_Work order:_ Across the records below, count the lines that contain "messages" and write down only the count.

Collected data:
--- START ---

//! Telegram channel — long-polls the Bot API for updates.
//!
//! Text messages and inline-button callbacks both arrive through
//! `getUpdates`; callbacks are acknowledged with `answerCallbackQuery`
//! so the client stops showing a progress spinner.

use async_trait::async_trait;

use crate::channels::channel::{Channel, EventStream, InboundEvent, Keyboard, Reply};
use crate::error::ChannelError;

/// Maximum message length for Telegram's sendMessage API.
const TELEGRAM_MAX_MESSAGE_LENGTH: usize = 4096;

/// Telegram channel — connects to the Bot API via long-polling.
pub struct TelegramChannel {
    bot_token: String,
    client: reqwest::Client,
}

impl TelegramChannel {
    pub fn new(bot_token: String) -> Self {
        Self {
            bot_token,
            client: reqwest::Client::new(),
        }
    }

    fn api_url(&self, method: &str) -> String {
        format!("https://api.telegram.org/bot{}/{method}", self.bot_token)
    }

    /// Send a text message, trying Markdown first with plain text fallback.
    /// Splits long messages that exceed Telegram's 4096 char limit; a
    /// keyboard goes on the final chunk.
    async fn send_message(
        &self,
        chat_id: &str,
        text: &str,
        keyboard: Option<&Keyboard>,
    ) -> Result<(), ChannelError> {
        let chunks = split_message(text, TELEGRAM_MAX_MESSAGE_LENGTH);
        let last = chunks.len() - 1;

        for (i, chunk) in chunks.iter().enumerate() {
            let markup = if i == last { keyboard } else { None };
            self.send_message_chunk(chat_id, chunk, markup).await?;
        }
        Ok(())
    }

    /// Send a single message chunk (≤4096 chars), Markdown-first with fallback.
    async fn send_message_chunk(
        &self,
        chat_id: &str,
        text: &str,
        keyboard: Option<&Keyboard>,
    ) -> Result<(), ChannelError> {
        // Try Markdown first
        let mut markdown_body = serde_json::json!({
            "chat_id": chat_id,
            "text": text,
            "parse_mode": "Markdown"
        });
        if let Some(kb) = keyboard {
            markdown_body["reply_markup"] = reply_markup(kb);
        }

        let markdown_resp = self
            .client
            .post(self.api_url("sendMessage"))
            .json(&markdown_body)
            .send()
            .await
            .map_err(|e| ChannelError::SendFailed {
                name: "telegram".into(),
                reason: e.to_string(),
            })?;

        if markdown_resp.status().is_success() {
            return Ok(());
        }

        let markdown_status = markdown_resp.status();
        tracing::warn!(
            status = ?markdown_status,
            "Telegram sendMessage with Markdown failed; retrying without parse_mode"
        );

        // Retry without parse_mode
        let mut plain_body = serde_json::json!({
            "chat_id": chat_id,
            "text": text,
        });
        if let Some(kb) = keyboard {
            plain_body["reply_markup"] = reply_markup(kb);
        }
        let plain_resp = self
            .client
            .post(self.api_url("sendMessage"))
            .json(&plain_body)
            .send()
            .await
            .map_err(|e| ChannelError::SendFailed {
                name: "telegram".into(),
                reason: e.to_string(),
            })?;

        if !plain_resp.status().is_success() {
            let plain_err = plain_resp.text().await.unwrap_or_default();
            return Err(ChannelError::SendFailed {
                name: "telegram".into(),
                reason: format!(
                    "sendMessage failed (markdown: {}, plain: {})",
                    markdown_status, plain_err
                ),
            });
        }

        Ok(())
    }
}

// ── Channel trait implementation ────────────────────────────────────

#[async_trait]
impl Channel for TelegramChannel {
    fn name(&self) -> &str {
        "telegram"
    }

    async fn start(&self) -> Result<EventStream, ChannelError> {
        let (tx, rx) = tokio::sync::mpsc::unbounded_channel();
        let bot_token = self.bot_token.clone();
        let client = self.client.clone();

        tokio::spawn(async move {
            let mut offset: i64 = 0;

            tracing::info!("Telegram channel listening for updates...");

            loop {
                let url = format!("https://api.telegram.org/bot{bot_token}/getUpdates");
                let body = serde_json::json!({
                    "offset": offset,
                    "timeout": 30,
                    "allowed_updates": ["message", "callback_query"]
                });

                let resp = match client.post(&url).json(&body).send().await {
                    Ok(r) => r,
                    Err(e) => {
                        tracing::warn!("Telegram poll error: {e}");
                        tokio::time::sleep(std::time::Duration::from_secs(5)).await;
                        continue;
                    }
                };

                let data: serde_json::Value = match resp.json().await {
                    Ok(d) => d,
                    Err(e) => {
                        tracing::warn!("Telegram parse error: {e}");
                        tokio::time::sleep(std::time::Duration::from_secs(5)).await;
                        continue;
                    }
                };

                if let Some(results) = data.get("result").and_then(serde_json::Value::as_array) {
                    for update in results {
                        // Advance offset past this update
                        if let Some(uid) =
                            update.get("update_id").and_then(serde_json::Value::as_i64)
                        {
                            offset = uid + 1;
                        }

                        let event = if let Some((event, callback_id)) = parse_callback(update) {
                            ack_callback(&client, &bot_token, &callback_id).await;
                            event
                        } else if let Some(event) = parse_message(update) {
                            event
                        } else {
                            continue;
                        };

                        if tx.send(event).is_err() {
                            tracing::info!("Telegram listener channel closed");
                            return;
                        }
                    }
                }
            }
        });

        let stream = futures::stream::unfold(rx, |mut rx| async move {
            rx.recv().await.map(|event| (event, rx))
        });

        Ok(Box::pin(stream))
    }

    async fn respond(&self, event: &InboundEvent, reply: Reply) -> Result<(), ChannelError> {
        self.send_message(&event.chat_id, &reply.text, reply.keyboard.as_ref())
            .await
    }

    async fn notify(&self, chat_id: &str, text: &str) -> Result<(), ChannelError> {
        self.send_message(chat_id, text, None)
            .await
            .map_err(|e| ChannelError::NotifyFailed {
                name: "telegram".into(),
                reason: match e {
                    ChannelError::SendFailed { reason, .. } => reason,
                    other => other.to_string(),
                },
            })
    }

    async fn shutdown(&self) -> Result<(), ChannelError> {
        tracing::info!("Telegram channel shutting down");
        Ok(())
    }
}

// ── Helpers ─────────────────────────────────────────────────────────

/// Extract an inbound text event from a `message` update. Non-text
/// messages (stickers, photos) are skipped.
fn parse_message(update: &serde_json::Value) -> Option<InboundEvent> {
    let message = update.get("message")?;
    let text = message.get("text").and_then(serde_json::Value::as_str)?;
    let user_id = message
        .get("from")
        .and_then(|f| f.get("id"))
        .and_then(serde_json::Value::as_i64)?;
    let chat_id = message
        .get("chat")
        .and_then(|c| c.get("id"))
        .and_then(serde_json::Value::as_i64)?;

    Some(InboundEvent::text(
        "telegram",
        &chat_id.to_string(),
        user_id,
        text,
    ))
}

/// Extract an action event plus the callback id to acknowledge from a
/// `callback_query` update.
fn parse_callback(update: &serde_json::Value) -> Option<(InboundEvent, String)> {
    let callback = update.get("callback_query")?;
    let callback_id = callback.get("id").and_then(serde_json::Value::as_str)?;
    let data = callback.get("data").and_then(serde_json::Value::as_str)?;
    let user_id = callback
        .get("from")
        .and_then(|f| f.get("id"))
        .and_then(serde_json::Value::as_i64)?;

    // The originating message can be absent for stale callbacks; fall
    // back to the sender's private chat.
    let chat_id = callback
        .get("message")
        .and_then(|m| m.get("chat"))
        .and_then(|c| c.get("id"))
        .and_then(serde_json::Value::as_i64)
        .unwrap_or(user_id);

    Some((
        InboundEvent::action("telegram", &chat_id.to_string(), user_id, data),
        callback_id.to_string(),
    ))
}

/// Tell Telegram the callback was handled. Best effort.
async fn ack_callback(client: &reqwest::Client, bot_token: &str, callback_id: &str) {
    let url = format!("https://api.telegram.org/bot{bot_token}/answerCallbackQuery");
    let body = serde_json::json!({ "callback_query_id": callback_id });
    if let Err(e) = client.post(&url).json(&body).send().await {
        tracing::warn!("Telegram answerCallbackQuery failed: {e}");
    }
}

/// Render a keyboard as a Bot API `reply_markup` object.
fn reply_markup(keyboard: &Keyboard) -> serde_json::Value {
    match keyboard {
        Keyboard::Inline(rows) => serde_json::json!({
            "inline_keyboard": rows
                .iter()
                .map(|row| {
                    row.iter()
                        .map(|(label, data)| {
                            serde_json::json!({ "text": label, "callback_data": data })
                        })
                        .collect::<Vec<_>>()
                })
                .collect::<Vec<_>>(),
        }),
        Keyboard::Reply(rows) => serde_json::json!({
            "keyboard": rows,
            "resize_keyboard": true,
        }),
    }
}

/// Split a message into chunks that fit Telegram's character limit.
/// Tries to split on newlines, then spaces, then hard-cuts.
fn split_message(text: &str, max_len: usize) -> Vec<String> {
    if text.len() <= max_len {
        return vec![text.to_string()];
    }

    let mut chunks = Vec::new();
    let mut remaining = text;

    while !remaining.is_empty() {
        if remaining.len() <= max_len {
            chunks.push(remaining.to_string());
            break;
        }

        // The hard cut must not land inside a multi-byte character.
        let mut hard_cut = max_len;
        while !remaining.is_char_boundary(hard_cut) {
            hard_cut -= 1;
        }

        // Prefer a newline, then a space, then the hard cut.
        let chunk = &remaining[..hard_cut];
        let split_at = chunk
            .rfind('\n')
            .or_else(|| chunk.rfind(' '))
            .unwrap_or(hard_cut);

        // Don't split at position 0 (infinite loop guard)
        let split_at = if split_at == 0 { hard_cut } else { split_at };

        chunks.push(remaining[..split_at].to_string());
        remaining = remaining[split_at..].trim_start();
    }

    chunks
}

// ── Tests ───────────────────────────────────────────────────────────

--- END ---

_Task output:_ 3